» **Exercise requirements**: Give the tally of lines in the listing that include "drained". No other words belong in the answer.

═════ Input

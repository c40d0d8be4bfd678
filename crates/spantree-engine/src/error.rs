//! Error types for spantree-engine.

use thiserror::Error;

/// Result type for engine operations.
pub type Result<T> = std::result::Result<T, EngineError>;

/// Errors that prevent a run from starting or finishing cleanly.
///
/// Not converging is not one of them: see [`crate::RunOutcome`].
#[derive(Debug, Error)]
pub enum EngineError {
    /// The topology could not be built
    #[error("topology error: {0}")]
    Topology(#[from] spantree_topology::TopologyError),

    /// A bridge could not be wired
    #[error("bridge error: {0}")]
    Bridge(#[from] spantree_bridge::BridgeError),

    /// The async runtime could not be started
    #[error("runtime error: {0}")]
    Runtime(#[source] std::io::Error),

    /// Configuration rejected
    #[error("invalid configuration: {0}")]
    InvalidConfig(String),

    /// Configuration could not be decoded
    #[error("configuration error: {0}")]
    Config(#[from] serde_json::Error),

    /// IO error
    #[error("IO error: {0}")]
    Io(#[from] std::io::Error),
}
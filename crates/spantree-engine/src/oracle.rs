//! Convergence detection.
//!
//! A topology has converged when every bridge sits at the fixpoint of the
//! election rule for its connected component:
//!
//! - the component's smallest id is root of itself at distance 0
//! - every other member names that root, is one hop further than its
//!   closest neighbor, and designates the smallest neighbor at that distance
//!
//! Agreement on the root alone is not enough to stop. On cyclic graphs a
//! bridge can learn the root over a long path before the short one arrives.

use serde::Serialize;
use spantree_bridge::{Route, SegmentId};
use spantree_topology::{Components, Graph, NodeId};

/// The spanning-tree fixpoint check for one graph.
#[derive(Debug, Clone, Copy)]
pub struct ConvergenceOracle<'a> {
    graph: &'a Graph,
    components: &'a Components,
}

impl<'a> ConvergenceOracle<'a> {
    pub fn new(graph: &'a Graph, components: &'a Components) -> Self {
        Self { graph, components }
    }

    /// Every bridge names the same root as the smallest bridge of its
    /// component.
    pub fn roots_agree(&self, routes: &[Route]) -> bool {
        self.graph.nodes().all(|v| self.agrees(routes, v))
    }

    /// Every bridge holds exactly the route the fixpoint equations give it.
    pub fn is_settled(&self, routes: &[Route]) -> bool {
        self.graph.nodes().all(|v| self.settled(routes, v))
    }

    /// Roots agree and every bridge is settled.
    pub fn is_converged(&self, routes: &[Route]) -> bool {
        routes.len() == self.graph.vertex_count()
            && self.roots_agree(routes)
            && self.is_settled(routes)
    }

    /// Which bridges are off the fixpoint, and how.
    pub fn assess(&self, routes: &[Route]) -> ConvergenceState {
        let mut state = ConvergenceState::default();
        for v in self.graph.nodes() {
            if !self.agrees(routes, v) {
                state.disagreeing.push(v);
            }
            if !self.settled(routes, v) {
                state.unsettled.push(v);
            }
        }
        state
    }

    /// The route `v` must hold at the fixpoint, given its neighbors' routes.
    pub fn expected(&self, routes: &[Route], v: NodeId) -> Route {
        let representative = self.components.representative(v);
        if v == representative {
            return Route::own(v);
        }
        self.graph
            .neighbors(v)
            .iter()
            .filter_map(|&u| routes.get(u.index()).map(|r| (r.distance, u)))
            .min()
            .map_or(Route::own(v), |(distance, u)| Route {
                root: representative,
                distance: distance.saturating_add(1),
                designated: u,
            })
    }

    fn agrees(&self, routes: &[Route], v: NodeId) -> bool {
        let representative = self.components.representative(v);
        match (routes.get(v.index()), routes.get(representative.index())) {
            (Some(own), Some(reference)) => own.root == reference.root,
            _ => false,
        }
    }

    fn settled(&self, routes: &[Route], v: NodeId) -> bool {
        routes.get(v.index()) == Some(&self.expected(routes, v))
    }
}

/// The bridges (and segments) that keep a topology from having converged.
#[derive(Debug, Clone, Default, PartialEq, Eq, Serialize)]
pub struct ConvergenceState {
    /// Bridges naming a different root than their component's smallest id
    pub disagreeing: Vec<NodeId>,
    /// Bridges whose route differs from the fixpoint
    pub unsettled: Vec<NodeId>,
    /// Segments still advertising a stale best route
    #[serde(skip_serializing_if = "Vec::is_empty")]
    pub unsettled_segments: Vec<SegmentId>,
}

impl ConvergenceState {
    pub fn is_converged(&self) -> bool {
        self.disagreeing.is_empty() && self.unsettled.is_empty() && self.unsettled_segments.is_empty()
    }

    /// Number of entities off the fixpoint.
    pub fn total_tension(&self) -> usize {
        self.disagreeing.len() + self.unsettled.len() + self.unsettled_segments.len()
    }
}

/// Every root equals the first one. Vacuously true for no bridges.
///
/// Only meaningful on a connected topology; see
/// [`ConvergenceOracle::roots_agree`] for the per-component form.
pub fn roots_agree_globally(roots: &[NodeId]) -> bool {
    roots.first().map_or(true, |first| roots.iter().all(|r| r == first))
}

══════════
═════ Input

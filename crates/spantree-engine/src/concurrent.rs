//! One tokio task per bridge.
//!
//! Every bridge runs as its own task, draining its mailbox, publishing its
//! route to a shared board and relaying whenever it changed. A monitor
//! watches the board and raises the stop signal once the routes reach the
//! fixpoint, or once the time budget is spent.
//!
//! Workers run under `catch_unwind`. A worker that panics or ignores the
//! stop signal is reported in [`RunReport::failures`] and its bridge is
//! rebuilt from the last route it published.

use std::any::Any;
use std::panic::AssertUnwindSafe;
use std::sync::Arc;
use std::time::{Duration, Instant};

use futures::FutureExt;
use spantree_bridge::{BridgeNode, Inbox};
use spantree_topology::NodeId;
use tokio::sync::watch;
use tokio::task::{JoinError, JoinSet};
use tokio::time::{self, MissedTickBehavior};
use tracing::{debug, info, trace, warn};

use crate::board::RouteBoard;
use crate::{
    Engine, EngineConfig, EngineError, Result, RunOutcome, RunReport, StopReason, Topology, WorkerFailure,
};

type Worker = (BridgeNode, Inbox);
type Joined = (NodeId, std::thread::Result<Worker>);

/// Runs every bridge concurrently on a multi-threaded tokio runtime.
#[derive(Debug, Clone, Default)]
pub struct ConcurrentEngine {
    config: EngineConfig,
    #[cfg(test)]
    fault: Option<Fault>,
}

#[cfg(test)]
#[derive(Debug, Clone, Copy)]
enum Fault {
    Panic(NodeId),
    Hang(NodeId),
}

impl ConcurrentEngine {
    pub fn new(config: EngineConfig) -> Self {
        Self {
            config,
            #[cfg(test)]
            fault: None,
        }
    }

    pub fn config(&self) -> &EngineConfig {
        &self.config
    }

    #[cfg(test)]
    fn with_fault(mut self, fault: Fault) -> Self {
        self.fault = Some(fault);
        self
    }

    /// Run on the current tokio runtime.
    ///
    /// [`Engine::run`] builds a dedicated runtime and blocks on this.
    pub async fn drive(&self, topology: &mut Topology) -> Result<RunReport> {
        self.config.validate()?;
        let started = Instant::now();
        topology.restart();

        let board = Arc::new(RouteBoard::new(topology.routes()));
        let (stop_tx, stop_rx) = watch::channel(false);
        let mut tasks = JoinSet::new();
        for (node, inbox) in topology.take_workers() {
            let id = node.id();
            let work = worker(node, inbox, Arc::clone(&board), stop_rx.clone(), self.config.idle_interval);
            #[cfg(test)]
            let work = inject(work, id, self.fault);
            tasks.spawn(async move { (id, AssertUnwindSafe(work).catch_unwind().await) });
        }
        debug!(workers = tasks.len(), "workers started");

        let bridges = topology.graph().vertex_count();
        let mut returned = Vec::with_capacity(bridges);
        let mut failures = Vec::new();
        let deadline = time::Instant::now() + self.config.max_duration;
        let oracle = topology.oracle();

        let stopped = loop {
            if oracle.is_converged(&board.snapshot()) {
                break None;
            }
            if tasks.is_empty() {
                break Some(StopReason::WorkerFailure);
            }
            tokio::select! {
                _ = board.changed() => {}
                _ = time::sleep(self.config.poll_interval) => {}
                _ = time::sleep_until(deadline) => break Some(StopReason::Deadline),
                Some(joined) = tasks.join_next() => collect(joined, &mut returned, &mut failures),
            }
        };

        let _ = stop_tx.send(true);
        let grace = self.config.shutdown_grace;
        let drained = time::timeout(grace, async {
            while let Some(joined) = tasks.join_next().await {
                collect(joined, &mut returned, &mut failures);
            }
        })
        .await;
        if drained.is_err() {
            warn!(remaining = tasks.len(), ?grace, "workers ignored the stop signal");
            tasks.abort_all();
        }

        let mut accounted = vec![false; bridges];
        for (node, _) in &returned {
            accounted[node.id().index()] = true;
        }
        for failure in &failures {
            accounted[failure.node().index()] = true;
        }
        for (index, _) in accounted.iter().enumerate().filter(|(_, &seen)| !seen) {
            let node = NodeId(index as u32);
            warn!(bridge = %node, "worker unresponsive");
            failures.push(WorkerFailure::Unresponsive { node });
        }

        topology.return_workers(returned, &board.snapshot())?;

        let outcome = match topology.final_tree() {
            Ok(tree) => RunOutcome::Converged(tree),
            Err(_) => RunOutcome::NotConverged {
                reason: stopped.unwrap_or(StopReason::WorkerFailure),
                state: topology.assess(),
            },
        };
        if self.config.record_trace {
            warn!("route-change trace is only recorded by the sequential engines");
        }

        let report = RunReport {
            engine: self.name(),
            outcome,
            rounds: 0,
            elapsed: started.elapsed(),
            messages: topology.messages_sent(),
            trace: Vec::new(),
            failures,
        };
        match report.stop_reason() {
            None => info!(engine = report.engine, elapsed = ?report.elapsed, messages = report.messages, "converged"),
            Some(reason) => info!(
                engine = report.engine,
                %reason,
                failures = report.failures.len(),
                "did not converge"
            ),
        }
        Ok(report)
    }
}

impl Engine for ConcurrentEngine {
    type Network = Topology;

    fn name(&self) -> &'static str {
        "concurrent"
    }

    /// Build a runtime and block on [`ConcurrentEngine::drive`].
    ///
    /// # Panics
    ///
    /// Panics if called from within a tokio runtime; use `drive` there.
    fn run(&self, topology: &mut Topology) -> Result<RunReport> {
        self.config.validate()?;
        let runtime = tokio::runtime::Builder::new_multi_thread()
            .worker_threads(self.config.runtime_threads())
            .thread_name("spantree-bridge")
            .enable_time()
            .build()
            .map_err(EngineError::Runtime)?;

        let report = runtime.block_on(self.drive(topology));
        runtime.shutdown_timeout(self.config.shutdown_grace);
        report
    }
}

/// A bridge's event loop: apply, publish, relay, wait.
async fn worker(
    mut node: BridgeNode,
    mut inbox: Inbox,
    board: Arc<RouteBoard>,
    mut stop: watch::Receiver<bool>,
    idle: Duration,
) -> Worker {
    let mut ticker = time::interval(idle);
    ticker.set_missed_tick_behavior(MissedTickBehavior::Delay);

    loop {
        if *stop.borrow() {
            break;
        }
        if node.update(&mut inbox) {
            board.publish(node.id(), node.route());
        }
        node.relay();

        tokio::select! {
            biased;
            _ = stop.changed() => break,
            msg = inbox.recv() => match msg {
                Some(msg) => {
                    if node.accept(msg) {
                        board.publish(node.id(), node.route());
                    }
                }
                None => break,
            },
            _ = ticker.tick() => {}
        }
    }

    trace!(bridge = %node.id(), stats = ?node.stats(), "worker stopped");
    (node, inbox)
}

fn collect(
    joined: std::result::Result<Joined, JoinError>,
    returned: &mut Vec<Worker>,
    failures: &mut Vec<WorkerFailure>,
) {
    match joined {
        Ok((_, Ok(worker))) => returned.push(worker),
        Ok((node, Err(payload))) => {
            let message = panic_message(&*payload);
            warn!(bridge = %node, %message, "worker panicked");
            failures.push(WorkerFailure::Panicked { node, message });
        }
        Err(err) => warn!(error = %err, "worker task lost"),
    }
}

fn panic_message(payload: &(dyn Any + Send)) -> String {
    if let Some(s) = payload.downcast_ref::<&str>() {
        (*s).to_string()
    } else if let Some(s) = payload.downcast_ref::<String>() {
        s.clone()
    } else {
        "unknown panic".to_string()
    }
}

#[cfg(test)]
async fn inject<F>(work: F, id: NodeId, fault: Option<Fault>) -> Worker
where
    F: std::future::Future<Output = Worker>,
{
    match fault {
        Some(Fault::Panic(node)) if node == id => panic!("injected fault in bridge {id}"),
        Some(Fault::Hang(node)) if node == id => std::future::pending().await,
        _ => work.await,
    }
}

══════════

» **Solved exercise**: 2